WORK TASK: Within the listing below, show every line that contains the word "failed".

*** RECORDS FOR THIS EXERCISE

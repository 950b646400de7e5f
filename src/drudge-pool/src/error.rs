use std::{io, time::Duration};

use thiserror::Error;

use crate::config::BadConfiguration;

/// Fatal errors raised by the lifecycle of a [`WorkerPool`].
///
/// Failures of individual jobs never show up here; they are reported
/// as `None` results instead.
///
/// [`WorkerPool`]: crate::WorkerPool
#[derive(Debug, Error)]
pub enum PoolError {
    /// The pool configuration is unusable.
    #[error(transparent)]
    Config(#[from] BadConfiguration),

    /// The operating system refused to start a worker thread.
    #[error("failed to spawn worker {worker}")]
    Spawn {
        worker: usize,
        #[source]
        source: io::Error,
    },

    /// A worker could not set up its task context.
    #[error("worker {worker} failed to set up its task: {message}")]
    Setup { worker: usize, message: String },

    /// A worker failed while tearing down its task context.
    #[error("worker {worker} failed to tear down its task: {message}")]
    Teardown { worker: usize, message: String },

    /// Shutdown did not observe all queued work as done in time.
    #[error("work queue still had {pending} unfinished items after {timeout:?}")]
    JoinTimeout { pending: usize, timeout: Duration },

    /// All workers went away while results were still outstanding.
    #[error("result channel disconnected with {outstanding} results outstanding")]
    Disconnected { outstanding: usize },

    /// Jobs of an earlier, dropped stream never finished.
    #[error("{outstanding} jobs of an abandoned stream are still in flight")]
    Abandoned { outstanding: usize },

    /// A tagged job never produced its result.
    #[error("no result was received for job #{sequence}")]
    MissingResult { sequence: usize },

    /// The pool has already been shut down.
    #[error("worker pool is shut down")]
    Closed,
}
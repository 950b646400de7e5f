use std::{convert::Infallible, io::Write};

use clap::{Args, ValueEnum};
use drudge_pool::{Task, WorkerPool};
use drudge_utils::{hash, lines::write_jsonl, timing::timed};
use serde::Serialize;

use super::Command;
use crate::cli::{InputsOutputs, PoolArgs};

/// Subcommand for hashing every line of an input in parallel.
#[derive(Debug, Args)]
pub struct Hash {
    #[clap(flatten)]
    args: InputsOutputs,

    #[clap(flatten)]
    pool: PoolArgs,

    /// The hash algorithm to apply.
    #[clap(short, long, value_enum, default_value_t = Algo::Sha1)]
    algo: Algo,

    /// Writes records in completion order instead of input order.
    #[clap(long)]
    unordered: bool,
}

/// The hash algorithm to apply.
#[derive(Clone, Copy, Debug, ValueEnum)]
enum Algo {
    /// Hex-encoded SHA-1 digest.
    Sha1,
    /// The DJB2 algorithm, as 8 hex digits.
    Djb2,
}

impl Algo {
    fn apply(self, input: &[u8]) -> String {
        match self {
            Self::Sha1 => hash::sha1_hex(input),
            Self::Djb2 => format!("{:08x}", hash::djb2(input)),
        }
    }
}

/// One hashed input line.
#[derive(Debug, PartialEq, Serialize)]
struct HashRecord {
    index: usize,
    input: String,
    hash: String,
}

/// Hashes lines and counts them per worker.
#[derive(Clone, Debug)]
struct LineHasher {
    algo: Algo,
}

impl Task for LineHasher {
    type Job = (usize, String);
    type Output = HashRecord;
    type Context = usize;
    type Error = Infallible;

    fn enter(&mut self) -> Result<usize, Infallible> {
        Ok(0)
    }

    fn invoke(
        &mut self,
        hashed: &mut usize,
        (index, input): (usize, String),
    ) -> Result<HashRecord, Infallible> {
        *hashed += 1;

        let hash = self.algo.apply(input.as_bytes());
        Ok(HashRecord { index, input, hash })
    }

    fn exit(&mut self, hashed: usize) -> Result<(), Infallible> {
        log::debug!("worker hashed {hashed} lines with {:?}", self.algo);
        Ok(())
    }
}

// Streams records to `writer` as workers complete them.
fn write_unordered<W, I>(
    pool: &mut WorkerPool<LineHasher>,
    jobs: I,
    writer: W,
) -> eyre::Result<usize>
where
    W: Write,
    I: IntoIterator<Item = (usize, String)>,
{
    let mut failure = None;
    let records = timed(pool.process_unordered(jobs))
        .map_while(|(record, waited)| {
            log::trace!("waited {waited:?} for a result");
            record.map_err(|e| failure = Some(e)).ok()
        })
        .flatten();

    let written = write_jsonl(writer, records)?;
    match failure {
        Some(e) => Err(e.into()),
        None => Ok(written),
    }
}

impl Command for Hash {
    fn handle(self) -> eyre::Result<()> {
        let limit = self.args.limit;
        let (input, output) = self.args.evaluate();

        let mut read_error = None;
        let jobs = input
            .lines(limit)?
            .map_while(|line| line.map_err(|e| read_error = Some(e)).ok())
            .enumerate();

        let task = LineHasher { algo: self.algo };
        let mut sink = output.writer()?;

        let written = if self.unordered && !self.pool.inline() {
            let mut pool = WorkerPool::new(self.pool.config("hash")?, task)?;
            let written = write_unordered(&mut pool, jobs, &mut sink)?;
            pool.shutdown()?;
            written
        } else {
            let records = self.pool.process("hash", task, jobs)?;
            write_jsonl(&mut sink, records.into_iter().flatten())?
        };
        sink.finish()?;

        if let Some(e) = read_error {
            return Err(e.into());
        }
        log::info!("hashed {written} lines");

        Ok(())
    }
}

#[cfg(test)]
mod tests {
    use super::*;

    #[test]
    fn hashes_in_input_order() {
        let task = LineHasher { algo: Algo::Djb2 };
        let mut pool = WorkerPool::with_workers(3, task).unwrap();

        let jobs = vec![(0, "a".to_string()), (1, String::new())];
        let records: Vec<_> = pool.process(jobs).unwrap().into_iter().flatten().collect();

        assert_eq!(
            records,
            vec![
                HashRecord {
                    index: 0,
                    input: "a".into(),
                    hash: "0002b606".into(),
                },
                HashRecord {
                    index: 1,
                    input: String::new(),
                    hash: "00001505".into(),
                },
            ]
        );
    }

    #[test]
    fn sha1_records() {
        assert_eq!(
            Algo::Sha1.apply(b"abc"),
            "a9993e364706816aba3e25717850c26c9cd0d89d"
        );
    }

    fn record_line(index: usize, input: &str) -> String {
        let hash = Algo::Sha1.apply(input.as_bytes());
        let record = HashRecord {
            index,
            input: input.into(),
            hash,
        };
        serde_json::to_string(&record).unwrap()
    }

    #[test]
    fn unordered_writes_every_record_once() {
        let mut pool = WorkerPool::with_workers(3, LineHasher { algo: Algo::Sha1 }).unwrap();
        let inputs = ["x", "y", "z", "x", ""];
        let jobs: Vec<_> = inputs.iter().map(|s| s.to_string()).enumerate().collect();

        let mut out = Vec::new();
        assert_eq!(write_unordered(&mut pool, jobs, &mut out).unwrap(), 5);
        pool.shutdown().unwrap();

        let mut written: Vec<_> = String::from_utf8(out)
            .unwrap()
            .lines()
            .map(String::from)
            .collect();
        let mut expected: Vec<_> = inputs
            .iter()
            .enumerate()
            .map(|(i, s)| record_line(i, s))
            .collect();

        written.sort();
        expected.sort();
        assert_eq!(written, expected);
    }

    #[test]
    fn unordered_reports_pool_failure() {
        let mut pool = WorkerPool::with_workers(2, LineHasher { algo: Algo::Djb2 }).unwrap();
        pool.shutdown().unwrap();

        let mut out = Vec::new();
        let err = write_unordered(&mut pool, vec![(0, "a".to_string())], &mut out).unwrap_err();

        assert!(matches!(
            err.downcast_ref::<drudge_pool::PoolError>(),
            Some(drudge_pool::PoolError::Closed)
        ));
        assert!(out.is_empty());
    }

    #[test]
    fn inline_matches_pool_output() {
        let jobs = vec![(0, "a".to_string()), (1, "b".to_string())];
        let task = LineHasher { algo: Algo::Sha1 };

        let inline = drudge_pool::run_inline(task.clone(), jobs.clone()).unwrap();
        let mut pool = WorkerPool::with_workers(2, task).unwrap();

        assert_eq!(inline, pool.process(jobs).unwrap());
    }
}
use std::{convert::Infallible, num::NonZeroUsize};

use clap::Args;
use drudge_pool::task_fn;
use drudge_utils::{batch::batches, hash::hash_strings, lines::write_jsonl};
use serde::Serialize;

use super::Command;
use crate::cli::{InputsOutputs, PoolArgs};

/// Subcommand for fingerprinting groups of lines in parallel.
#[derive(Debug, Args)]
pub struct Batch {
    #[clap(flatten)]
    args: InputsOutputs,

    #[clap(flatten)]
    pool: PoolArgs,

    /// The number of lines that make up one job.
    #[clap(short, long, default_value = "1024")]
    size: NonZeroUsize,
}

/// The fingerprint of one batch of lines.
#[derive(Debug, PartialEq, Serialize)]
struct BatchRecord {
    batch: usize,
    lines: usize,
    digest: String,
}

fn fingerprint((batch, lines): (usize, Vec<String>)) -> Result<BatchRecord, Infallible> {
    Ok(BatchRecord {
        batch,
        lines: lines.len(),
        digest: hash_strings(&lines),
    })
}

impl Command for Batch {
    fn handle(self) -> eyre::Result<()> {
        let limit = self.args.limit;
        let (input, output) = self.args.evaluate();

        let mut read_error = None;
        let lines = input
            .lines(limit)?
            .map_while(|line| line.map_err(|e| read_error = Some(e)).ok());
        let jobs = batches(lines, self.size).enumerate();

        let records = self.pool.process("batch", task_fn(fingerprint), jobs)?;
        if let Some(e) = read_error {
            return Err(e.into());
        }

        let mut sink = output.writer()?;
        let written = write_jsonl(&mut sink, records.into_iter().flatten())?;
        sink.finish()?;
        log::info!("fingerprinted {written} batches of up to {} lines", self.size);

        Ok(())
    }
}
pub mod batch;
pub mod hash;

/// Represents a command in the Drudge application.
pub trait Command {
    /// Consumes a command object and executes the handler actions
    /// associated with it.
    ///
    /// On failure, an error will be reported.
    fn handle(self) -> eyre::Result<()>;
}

******
*** RECORDS FOR THIS EXERCISE

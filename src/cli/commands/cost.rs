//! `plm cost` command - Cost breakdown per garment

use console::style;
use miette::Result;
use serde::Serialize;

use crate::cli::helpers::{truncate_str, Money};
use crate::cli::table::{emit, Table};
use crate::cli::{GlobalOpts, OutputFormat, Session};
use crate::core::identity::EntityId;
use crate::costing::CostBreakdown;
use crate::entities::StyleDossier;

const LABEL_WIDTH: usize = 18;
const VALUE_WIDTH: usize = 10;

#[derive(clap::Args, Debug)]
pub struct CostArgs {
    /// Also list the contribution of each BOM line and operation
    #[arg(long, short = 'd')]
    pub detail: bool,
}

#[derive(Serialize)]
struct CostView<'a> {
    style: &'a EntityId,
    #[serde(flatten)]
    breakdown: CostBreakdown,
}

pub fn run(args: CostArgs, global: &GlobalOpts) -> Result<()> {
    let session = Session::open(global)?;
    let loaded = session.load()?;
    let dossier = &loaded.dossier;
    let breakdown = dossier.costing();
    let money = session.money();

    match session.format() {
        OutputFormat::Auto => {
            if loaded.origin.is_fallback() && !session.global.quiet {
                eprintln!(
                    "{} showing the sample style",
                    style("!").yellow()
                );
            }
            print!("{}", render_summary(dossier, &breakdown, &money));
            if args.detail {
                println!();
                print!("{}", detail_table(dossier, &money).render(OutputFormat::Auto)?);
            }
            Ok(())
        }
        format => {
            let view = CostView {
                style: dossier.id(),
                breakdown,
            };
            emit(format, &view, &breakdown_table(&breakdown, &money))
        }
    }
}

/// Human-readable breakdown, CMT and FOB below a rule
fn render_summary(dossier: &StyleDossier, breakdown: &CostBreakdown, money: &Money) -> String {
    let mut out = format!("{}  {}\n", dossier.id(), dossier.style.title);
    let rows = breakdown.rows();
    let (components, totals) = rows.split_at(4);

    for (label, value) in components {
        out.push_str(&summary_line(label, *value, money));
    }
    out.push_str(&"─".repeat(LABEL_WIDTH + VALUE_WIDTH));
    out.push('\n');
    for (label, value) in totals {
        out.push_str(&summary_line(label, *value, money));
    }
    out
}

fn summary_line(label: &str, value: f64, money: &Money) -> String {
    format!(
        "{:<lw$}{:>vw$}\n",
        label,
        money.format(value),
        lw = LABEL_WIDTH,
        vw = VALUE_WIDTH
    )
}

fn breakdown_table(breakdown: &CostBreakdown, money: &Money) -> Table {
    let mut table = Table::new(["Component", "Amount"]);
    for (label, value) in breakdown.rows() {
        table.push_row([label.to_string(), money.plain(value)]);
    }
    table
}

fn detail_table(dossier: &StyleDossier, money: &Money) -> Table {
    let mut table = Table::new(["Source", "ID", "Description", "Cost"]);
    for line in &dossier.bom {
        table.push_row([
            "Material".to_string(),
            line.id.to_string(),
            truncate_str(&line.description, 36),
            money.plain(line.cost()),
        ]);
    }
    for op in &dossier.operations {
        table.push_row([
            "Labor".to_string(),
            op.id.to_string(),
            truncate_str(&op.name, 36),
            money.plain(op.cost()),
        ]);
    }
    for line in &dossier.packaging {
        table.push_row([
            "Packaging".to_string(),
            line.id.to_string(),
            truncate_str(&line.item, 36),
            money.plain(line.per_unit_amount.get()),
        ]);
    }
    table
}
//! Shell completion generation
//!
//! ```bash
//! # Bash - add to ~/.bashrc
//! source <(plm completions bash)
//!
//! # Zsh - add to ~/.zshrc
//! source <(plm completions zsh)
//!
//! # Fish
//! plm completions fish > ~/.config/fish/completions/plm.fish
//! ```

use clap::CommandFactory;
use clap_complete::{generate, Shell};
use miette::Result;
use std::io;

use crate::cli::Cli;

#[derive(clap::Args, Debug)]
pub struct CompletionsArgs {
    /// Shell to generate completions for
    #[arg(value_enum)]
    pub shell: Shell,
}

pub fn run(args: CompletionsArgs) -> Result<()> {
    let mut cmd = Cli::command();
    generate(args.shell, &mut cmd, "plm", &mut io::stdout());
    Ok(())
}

******
*** RECORDS FOR THIS EXERCISE

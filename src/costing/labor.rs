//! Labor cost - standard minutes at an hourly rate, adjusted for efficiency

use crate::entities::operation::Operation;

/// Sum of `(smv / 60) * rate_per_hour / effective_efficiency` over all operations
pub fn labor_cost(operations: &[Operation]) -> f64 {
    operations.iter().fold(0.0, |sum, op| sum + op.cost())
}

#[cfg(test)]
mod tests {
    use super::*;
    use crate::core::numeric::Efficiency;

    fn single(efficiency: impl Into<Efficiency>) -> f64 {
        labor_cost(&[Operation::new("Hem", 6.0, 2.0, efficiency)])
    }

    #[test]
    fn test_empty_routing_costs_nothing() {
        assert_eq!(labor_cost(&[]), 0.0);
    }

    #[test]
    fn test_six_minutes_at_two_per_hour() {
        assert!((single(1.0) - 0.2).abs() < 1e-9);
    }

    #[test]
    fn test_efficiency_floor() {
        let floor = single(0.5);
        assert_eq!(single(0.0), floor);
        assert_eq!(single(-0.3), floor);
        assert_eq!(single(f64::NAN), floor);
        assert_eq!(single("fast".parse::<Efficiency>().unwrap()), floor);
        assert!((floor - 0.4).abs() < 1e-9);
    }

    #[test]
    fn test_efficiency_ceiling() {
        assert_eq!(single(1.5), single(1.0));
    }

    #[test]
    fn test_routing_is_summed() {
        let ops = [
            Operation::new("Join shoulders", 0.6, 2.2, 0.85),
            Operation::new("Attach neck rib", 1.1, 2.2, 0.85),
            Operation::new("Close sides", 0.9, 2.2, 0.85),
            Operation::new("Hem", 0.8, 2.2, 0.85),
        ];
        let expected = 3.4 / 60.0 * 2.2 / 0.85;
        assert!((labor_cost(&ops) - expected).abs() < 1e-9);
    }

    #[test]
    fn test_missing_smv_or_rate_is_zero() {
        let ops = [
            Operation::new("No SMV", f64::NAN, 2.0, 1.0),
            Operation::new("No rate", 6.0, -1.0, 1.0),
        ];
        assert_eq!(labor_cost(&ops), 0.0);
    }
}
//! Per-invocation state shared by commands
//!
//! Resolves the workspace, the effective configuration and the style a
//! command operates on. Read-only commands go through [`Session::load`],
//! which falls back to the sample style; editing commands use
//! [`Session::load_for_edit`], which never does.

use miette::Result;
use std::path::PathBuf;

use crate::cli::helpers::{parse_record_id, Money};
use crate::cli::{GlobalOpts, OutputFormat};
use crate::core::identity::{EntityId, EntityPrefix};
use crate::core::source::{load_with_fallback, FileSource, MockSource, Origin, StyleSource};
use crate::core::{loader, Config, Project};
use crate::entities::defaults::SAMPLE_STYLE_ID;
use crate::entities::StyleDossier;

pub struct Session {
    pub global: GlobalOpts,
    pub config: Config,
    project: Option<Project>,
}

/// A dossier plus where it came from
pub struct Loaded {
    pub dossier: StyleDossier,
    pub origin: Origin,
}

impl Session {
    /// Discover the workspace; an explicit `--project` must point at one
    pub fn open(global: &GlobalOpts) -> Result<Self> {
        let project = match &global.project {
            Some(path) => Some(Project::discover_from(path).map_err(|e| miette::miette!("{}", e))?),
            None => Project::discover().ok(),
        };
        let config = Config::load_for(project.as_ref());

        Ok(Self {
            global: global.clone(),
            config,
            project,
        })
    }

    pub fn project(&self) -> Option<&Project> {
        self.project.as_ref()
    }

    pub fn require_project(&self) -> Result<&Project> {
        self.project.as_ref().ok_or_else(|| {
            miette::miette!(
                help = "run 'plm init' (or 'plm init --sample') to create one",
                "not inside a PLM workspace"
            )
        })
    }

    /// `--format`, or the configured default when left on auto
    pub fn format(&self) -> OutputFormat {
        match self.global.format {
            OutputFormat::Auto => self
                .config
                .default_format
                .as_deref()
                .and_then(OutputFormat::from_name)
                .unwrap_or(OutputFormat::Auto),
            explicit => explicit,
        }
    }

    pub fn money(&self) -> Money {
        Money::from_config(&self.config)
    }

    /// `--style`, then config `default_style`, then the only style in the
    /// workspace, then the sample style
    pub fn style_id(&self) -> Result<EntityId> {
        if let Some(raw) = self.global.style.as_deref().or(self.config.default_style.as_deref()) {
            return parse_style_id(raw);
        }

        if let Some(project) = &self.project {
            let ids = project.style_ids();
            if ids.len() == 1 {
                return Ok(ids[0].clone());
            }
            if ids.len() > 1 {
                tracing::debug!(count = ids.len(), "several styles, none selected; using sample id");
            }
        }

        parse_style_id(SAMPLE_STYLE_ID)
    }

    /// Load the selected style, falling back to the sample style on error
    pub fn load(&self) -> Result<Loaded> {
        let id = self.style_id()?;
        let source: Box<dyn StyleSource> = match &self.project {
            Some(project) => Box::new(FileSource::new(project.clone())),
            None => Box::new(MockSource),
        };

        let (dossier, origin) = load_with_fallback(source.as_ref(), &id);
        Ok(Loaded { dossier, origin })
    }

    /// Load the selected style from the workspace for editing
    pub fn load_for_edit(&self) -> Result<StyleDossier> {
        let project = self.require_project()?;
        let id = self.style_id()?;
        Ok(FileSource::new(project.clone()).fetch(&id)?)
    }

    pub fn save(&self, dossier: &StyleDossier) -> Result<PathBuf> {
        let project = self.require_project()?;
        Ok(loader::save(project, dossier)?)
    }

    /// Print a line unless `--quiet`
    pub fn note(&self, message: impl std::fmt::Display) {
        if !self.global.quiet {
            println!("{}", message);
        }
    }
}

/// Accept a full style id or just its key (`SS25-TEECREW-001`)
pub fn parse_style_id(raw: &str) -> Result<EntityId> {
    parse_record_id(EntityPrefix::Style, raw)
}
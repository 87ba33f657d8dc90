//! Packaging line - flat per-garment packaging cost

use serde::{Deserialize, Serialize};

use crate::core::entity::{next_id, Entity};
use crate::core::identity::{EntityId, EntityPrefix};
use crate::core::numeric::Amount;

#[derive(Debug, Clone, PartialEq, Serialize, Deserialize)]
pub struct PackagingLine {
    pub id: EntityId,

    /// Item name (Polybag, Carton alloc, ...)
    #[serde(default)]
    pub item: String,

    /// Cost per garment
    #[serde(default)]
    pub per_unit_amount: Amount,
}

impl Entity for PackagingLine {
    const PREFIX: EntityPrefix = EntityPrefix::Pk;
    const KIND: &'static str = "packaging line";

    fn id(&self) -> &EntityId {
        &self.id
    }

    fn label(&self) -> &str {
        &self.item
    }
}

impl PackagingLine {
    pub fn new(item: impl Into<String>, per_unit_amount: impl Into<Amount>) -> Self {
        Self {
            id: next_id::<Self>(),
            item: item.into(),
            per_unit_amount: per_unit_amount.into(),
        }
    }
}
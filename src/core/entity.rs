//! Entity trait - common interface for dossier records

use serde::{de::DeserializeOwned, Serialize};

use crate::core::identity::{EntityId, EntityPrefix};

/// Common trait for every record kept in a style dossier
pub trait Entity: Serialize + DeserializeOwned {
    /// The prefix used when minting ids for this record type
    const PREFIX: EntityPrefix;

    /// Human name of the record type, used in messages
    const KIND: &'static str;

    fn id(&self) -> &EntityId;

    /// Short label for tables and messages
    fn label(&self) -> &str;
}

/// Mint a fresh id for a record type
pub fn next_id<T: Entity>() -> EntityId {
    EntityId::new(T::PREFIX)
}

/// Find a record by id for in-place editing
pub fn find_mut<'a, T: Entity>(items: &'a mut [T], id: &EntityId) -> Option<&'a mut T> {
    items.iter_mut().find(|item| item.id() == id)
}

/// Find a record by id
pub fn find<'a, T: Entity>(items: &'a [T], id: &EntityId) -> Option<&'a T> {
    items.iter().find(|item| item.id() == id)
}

******

WRITTEN RESPONSE:
    #[error("failed to spawn worker {worker}")]
    #[error("worker {worker} failed to set up its task: {message}")]
    /// A worker failed while tearing down its task context.
    #[error("worker {worker} failed to tear down its task: {message}")]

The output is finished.